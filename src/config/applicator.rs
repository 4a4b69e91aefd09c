//! Manifest applicator - runs every target of a manifest in order
//!
//! This module provides batch application that:
//! - Resolves each target against the workspace (guarded)
//! - Applies the target's rules through the single-file applier
//! - Contains failures per file so one bad target never blocks the rest
//! - Reports per-file results and a summary tally

use crate::applier::{apply, backup_path, ApplyOptions, FileOutcome, PatchError};
use crate::config::schema::{PatchManifest, TargetDefinition};
use crate::safety::WorkspaceGuard;
use crate::storage::{OverlayStorage, TextStorage};
use serde::Serialize;
use std::fmt;
use std::path::{Path, PathBuf};
use tracing::{debug, warn};
use xxhash_rust::xxh3::xxh3_64;

/// Batch-level options.
#[derive(Debug, Clone, Copy, Default, PartialEq, Eq)]
pub struct BatchOptions {
    pub dry_run: bool,
    /// Keep pre-patch copies using the manifest's `backup_suffix`
    pub backup: bool,
}

/// Outcome for one manifest target.
#[derive(Debug)]
pub struct BatchEntry {
    /// Target as written in the manifest
    pub target: String,
    /// Resolved path (absent when resolution itself failed)
    pub path: Option<PathBuf>,
    pub result: Result<FileOutcome, PatchError>,
}

impl BatchEntry {
    pub fn status(&self) -> EntryStatus {
        match &self.result {
            Ok(FileOutcome::Changed { .. }) => EntryStatus::Changed,
            Ok(FileOutcome::Unchanged { .. }) => EntryStatus::Unchanged,
            Err(PatchError::NotFound { .. }) => EntryStatus::NotFound,
            Err(_) => EntryStatus::Failed,
        }
    }
}

#[derive(Debug, Clone, Copy, PartialEq, Eq, Serialize)]
#[serde(rename_all = "kebab-case")]
pub enum EntryStatus {
    Changed,
    Unchanged,
    NotFound,
    Failed,
}

impl fmt::Display for EntryStatus {
    fn fmt(&self, f: &mut fmt::Formatter<'_>) -> fmt::Result {
        match self {
            EntryStatus::Changed => write!(f, "changed"),
            EntryStatus::Unchanged => write!(f, "unchanged"),
            EntryStatus::NotFound => write!(f, "not-found"),
            EntryStatus::Failed => write!(f, "failed"),
        }
    }
}

/// Results for a whole manifest, in manifest order.
#[derive(Debug, Default)]
pub struct BatchReport {
    pub name: String,
    pub dry_run: bool,
    pub entries: Vec<BatchEntry>,
}

#[derive(Debug, Clone, Copy, Default, PartialEq, Eq, Serialize)]
pub struct BatchSummary {
    pub changed: usize,
    pub unchanged: usize,
    pub missing: usize,
    pub failed: usize,
}

impl BatchSummary {
    pub fn merge(&mut self, other: BatchSummary) {
        self.changed += other.changed;
        self.unchanged += other.unchanged;
        self.missing += other.missing;
        self.failed += other.failed;
    }

    pub fn has_problems(&self) -> bool {
        self.missing > 0 || self.failed > 0
    }
}

impl BatchReport {
    pub fn summary(&self) -> BatchSummary {
        let mut summary = BatchSummary::default();
        for entry in &self.entries {
            match entry.status() {
                EntryStatus::Changed => summary.changed += 1,
                EntryStatus::Unchanged => summary.unchanged += 1,
                EntryStatus::NotFound => summary.missing += 1,
                EntryStatus::Failed => summary.failed += 1,
            }
        }
        summary
    }

    /// Mark a report produced over staged storage as a dry run.
    fn into_preview(mut self) -> Self {
        self.dry_run = true;
        for entry in &mut self.entries {
            if let Ok(FileOutcome::Changed { persisted, .. }) = &mut entry.result {
                *persisted = false;
            }
        }
        self
    }

    /// Serializable view of the report.
    pub fn to_json_report(&self) -> JsonReport {
        JsonReport {
            name: self.name.clone(),
            dry_run: self.dry_run,
            summary: self.summary(),
            entries: self.entries.iter().map(JsonEntry::from).collect(),
        }
    }
}

#[derive(Debug, Serialize)]
pub struct JsonReport {
    pub name: String,
    pub dry_run: bool,
    pub summary: BatchSummary,
    pub entries: Vec<JsonEntry>,
}

#[derive(Debug, Serialize)]
pub struct JsonEntry {
    pub target: String,
    pub path: Option<PathBuf>,
    pub status: EntryStatus,
    #[serde(skip_serializing_if = "Vec::is_empty")]
    pub hits: Vec<usize>,
    /// xxh3-64 of the content before patching, hex
    #[serde(skip_serializing_if = "Option::is_none")]
    pub before_hash: Option<String>,
    #[serde(skip_serializing_if = "Option::is_none")]
    pub after_hash: Option<String>,
    #[serde(skip_serializing_if = "Option::is_none")]
    pub backup: Option<PathBuf>,
    #[serde(skip_serializing_if = "Option::is_none")]
    pub error: Option<String>,
}

impl From<&BatchEntry> for JsonEntry {
    fn from(entry: &BatchEntry) -> Self {
        let mut json = JsonEntry {
            target: entry.target.clone(),
            path: entry.path.clone(),
            status: entry.status(),
            hits: Vec::new(),
            before_hash: None,
            after_hash: None,
            backup: None,
            error: None,
        };

        match &entry.result {
            Ok(FileOutcome::Changed {
                hits,
                original,
                patched,
                backup,
                ..
            }) => {
                json.hits = hits.clone();
                json.before_hash = Some(fingerprint(original));
                json.after_hash = Some(fingerprint(patched));
                json.backup = backup.clone();
            }
            Ok(FileOutcome::Unchanged { hits, .. }) => json.hits = hits.clone(),
            Err(e) => json.error = Some(e.to_string()),
        }

        json
    }
}

/// xxh3-64 content fingerprint as 16 hex digits.
pub fn fingerprint(text: &str) -> String {
    format!("{:016x}", xxh3_64(text.as_bytes()))
}

/// Resolve a manifest target to the path the storage should see.
pub fn resolve_target(
    manifest: &PatchManifest,
    guard: &WorkspaceGuard,
    target: &TargetDefinition,
) -> Result<PathBuf, PatchError> {
    if manifest.meta.workspace_relative {
        Ok(guard.resolve(&target.file)?)
    } else {
        Ok(PathBuf::from(&target.file))
    }
}

/// Apply a manifest to a workspace.
///
/// Targets are processed sequentially in manifest order. Each target's
/// failure is recorded in its entry and the run continues.
pub fn apply_manifest<S: TextStorage + ?Sized>(
    storage: &mut S,
    workspace_root: &Path,
    manifest: &PatchManifest,
    options: BatchOptions,
) -> BatchReport {
    let guard = WorkspaceGuard::new(workspace_root);
    let apply_options = ApplyOptions {
        dry_run: options.dry_run,
        backup_suffix: options
            .backup
            .then(|| manifest.meta.backup_suffix.clone()),
    };

    let mut entries = Vec::with_capacity(manifest.targets.len());

    for target in &manifest.targets {
        let path = match resolve_target(manifest, &guard, target) {
            Ok(path) => path,
            Err(e) => {
                warn!(file = %target.file, error = %e, "target rejected");
                entries.push(BatchEntry {
                    target: target.file.clone(),
                    path: None,
                    result: Err(e),
                });
                continue;
            }
        };

        let rules = match target.compile_rules() {
            Ok(rules) => rules,
            Err(e) => {
                warn!(file = %target.file, error = %e, "rule failed to compile");
                entries.push(BatchEntry {
                    target: target.file.clone(),
                    path: Some(path),
                    result: Err(PatchError::InvalidRule(e)),
                });
                continue;
            }
        };

        debug!(file = %target.file, rules = rules.len(), "applying target");
        let result = apply(storage, &path, &rules, &apply_options);
        if let Err(e) = &result {
            warn!(file = %target.file, error = %e, "target not patched");
        }

        entries.push(BatchEntry {
            target: target.file.clone(),
            path: Some(path),
            result,
        });
    }

    BatchReport {
        name: manifest.meta.name.clone(),
        dry_run: options.dry_run,
        entries,
    }
}

/// Apply several manifests in order, each seeing the previous one's output.
///
/// On a dry run the manifests run over an [`OverlayStorage`], so a file
/// targeted by two manifests is previewed exactly as the real run would
/// change it. Nothing reaches `storage` and no backups are taken.
pub fn apply_manifests<'m, S, I>(
    storage: &mut S,
    workspace_root: &Path,
    manifests: I,
    options: BatchOptions,
) -> Vec<BatchReport>
where
    S: TextStorage + ?Sized,
    I: IntoIterator<Item = &'m PatchManifest>,
{
    if !options.dry_run {
        return manifests
            .into_iter()
            .map(|manifest| apply_manifest(storage, workspace_root, manifest, options))
            .collect();
    }

    let mut overlay = OverlayStorage::new(&*storage);
    let staged = BatchOptions {
        dry_run: false,
        backup: false,
    };
    manifests
        .into_iter()
        .map(|manifest| apply_manifest(&mut overlay, workspace_root, manifest, staged).into_preview())
        .collect()
}

/// Check manifest status without mutating the workspace.
///
/// `Changed` entries mean "would change if applied".
pub fn check_manifest<S: TextStorage + ?Sized>(
    storage: &mut S,
    workspace_root: &Path,
    manifest: &PatchManifest,
) -> BatchReport {
    apply_manifest(
        storage,
        workspace_root,
        manifest,
        BatchOptions {
            dry_run: true,
            backup: false,
        },
    )
}

/// Result of restoring one target from its backup.
#[derive(Debug)]
pub enum RestoreResult {
    Restored { file: PathBuf, backup: PathBuf },
    NoBackup { file: PathBuf },
    Failed { target: String, error: PatchError },
}

/// Restore every target that has a backup next to it, then drop the backup.
pub fn restore_manifest<S: TextStorage + ?Sized>(
    storage: &mut S,
    workspace_root: &Path,
    manifest: &PatchManifest,
) -> Vec<RestoreResult> {
    let guard = WorkspaceGuard::new(workspace_root);

    manifest
        .targets
        .iter()
        .map(|target| {
            let file = match resolve_target(manifest, &guard, target) {
                Ok(path) => path,
                Err(error) => {
                    return RestoreResult::Failed {
                        target: target.file.clone(),
                        error,
                    }
                }
            };

            let backup = backup_path(&file, &manifest.meta.backup_suffix);
            if !storage.exists(&backup) {
                return RestoreResult::NoBackup { file };
            }

            match restore_one(storage, &file, &backup) {
                Ok(()) => RestoreResult::Restored { file, backup },
                Err(error) => RestoreResult::Failed {
                    target: target.file.clone(),
                    error,
                },
            }
        })
        .collect()
}

fn restore_one<S: TextStorage + ?Sized>(
    storage: &mut S,
    file: &Path,
    backup: &Path,
) -> Result<(), PatchError> {
    let io_err = |path: &Path| {
        let path = path.to_path_buf();
        move |source: std::io::Error| PatchError::Io { path, source }
    };

    let original = storage.read(backup).map_err(io_err(backup))?;
    storage.write(file, &original).map_err(io_err(file))?;
    storage.remove(backup).map_err(io_err(backup))?;
    debug!(file = %file.display(), "restored from backup");
    Ok(())
}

■ ■ ■ ■

- **TASK DESCRIPTION**
Please make an exact copy of the lines above from the line with "pub enum EntryStatus" through the line with "EntryStatus::NotFound => summary.missing", both ends included.

- **ANSWER AREA**
pub enum EntryStatus {
    Changed,
    Unchanged,
    NotFound,
    Failed,
}

impl fmt::Display for EntryStatus {
    fn fmt(&self, f: &mut fmt::Formatter<'_>) -> fmt::Result {
        match self {
            EntryStatus::Changed => write!(f, "changed"),
            EntryStatus::Unchanged => write!(f, "unchanged"),
            EntryStatus::NotFound => write!(f, "not-found"),
            EntryStatus::Failed => write!(f, "failed"),
        }
    }
}

/// Results for a whole manifest, in manifest order.
#[derive(Debug, Default)]
pub struct BatchReport {
    pub name: String,
    pub dry_run: bool,
    pub entries: Vec<BatchEntry>,
}

#[derive(Debug, Clone, Copy, Default, PartialEq, Eq, Serialize)]
pub struct BatchSummary {
    pub changed: usize,
    pub unchanged: usize,
    pub missing: usize,
    pub failed: usize,
}

impl BatchSummary {
    pub fn merge(&mut self, other: BatchSummary) {
        self.changed += other.changed;
        self.unchanged += other.unchanged;
        self.missing += other.missing;
        self.failed += other.failed;
    }

    pub fn has_problems(&self) -> bool {
        self.missing > 0 || self.failed > 0
    }
}

impl BatchReport {
    pub fn summary(&self) -> BatchSummary {
        let mut summary = BatchSummary::default();
        for entry in &self.entries {
            match entry.status() {
                EntryStatus::Changed => summary.changed += 1,
                EntryStatus::Unchanged => summary.unchanged += 1,
                EntryStatus::NotFound => summary.missing += 1,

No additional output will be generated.